Saved data entries
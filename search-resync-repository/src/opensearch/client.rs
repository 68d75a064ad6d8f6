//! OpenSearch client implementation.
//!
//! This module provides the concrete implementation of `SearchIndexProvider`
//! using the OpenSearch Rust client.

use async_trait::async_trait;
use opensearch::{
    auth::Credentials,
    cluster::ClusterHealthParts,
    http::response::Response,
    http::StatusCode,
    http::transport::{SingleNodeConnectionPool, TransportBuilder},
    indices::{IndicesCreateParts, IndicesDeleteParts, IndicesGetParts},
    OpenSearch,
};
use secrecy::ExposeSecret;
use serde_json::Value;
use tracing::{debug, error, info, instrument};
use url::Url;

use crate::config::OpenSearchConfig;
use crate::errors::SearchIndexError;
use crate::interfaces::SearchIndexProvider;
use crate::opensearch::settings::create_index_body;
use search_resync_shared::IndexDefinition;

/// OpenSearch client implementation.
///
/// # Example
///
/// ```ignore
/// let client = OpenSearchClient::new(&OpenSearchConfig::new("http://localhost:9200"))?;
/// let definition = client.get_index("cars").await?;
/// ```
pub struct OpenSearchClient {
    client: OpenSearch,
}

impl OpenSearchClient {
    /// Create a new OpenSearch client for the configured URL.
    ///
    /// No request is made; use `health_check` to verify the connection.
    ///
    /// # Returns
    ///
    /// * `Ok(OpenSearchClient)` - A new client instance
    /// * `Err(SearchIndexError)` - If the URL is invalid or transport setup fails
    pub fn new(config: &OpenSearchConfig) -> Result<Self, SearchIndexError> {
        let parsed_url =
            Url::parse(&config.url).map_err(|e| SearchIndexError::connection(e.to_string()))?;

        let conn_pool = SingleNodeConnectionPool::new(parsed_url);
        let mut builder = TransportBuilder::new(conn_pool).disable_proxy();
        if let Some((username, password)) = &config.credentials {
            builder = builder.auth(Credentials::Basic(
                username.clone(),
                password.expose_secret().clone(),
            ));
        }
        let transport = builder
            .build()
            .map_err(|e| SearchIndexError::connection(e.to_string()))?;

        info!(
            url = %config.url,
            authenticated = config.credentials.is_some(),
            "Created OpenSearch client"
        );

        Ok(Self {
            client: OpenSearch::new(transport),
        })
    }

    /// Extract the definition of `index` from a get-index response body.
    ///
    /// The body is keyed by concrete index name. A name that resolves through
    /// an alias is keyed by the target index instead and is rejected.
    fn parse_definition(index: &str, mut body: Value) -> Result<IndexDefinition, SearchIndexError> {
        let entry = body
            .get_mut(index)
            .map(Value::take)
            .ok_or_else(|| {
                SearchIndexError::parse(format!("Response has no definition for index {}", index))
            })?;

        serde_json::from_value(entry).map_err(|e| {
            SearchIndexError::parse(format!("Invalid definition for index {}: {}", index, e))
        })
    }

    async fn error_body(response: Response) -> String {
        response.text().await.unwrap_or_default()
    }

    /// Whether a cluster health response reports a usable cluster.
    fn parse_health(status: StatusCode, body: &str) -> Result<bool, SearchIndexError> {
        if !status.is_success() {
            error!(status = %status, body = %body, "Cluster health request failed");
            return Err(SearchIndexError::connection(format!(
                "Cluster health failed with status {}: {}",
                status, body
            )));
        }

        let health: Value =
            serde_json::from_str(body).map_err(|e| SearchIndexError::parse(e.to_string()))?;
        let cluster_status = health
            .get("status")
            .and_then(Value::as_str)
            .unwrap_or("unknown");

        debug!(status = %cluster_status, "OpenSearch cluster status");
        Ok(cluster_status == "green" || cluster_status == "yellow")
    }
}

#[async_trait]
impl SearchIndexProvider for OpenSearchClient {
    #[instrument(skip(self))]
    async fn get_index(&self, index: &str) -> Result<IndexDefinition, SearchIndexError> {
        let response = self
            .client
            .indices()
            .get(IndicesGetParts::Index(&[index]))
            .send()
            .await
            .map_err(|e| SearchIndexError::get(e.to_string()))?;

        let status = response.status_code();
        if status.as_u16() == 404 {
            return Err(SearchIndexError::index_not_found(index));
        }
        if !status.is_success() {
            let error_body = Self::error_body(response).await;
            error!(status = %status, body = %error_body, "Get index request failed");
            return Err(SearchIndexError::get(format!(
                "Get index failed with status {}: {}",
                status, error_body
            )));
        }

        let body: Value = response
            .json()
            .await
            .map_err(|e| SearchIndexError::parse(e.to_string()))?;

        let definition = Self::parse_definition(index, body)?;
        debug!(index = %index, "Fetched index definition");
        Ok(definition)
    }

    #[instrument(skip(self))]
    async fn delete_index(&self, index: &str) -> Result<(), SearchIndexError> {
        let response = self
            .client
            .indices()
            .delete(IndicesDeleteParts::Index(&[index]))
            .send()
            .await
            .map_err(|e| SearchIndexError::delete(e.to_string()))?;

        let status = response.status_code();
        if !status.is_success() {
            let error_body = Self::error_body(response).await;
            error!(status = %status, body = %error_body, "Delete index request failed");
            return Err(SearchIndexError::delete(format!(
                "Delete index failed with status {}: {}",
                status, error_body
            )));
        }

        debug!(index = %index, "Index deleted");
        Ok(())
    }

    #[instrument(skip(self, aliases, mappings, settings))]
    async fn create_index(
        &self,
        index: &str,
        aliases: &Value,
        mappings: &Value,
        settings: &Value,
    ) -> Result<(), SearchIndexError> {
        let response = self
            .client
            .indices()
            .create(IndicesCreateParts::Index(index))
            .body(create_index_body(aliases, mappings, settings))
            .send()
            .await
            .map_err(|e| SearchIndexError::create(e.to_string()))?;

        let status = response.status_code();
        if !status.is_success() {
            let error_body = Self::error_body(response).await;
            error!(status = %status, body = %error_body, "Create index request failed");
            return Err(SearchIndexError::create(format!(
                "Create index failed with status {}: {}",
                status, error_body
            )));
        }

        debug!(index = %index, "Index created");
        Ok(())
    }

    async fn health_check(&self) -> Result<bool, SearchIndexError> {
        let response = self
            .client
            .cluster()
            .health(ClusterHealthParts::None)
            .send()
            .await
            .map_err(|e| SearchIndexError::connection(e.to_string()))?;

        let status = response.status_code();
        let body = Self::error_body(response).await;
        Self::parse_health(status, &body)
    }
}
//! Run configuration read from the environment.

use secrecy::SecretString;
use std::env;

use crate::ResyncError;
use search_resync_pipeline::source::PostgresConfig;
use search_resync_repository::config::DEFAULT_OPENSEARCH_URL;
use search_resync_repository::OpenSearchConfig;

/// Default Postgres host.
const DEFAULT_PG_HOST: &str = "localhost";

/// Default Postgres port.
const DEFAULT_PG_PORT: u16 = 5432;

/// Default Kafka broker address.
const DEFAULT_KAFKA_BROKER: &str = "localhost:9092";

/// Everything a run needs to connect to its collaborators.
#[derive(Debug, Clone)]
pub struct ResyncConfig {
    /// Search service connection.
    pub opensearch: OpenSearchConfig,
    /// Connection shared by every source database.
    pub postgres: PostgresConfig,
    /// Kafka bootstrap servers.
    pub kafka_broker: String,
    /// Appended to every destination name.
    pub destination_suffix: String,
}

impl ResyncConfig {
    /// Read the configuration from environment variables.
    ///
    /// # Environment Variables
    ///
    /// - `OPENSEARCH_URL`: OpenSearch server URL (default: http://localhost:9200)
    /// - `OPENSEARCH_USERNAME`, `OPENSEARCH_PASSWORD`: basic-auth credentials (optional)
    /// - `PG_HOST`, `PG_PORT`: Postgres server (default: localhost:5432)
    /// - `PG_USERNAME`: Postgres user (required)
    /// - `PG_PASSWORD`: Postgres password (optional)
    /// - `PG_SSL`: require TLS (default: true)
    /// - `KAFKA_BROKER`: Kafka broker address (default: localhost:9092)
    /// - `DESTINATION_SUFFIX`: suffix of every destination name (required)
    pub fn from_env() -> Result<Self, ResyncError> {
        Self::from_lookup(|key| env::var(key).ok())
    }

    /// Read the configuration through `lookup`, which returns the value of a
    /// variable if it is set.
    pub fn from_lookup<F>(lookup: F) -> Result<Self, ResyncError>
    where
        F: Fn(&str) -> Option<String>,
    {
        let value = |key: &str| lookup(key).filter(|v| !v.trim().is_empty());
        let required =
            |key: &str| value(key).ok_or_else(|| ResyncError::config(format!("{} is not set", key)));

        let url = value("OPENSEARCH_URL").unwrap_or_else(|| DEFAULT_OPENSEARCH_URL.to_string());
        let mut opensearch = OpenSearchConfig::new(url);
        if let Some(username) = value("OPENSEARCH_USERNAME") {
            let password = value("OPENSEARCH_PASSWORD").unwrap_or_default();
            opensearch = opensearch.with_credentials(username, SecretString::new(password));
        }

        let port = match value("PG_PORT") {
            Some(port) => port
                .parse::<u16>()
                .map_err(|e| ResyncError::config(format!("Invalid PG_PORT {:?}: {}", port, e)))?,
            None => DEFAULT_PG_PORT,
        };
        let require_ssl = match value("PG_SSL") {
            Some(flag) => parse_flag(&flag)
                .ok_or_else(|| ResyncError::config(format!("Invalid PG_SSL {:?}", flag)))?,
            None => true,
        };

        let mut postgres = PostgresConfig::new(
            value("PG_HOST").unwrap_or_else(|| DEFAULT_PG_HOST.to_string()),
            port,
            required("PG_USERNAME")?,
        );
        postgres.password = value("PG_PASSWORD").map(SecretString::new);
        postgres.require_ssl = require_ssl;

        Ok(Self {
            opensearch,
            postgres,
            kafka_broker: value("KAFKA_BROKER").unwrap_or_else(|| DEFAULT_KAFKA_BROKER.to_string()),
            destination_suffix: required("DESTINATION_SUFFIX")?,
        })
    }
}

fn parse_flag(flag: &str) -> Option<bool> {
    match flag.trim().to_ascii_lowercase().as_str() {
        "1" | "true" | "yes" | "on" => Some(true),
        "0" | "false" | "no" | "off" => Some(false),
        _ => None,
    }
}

◆ **About this exercise**: Considering only the records above, state the number of lines that include the word "crate", with nothing added.

◆ **Answer for the task**: 5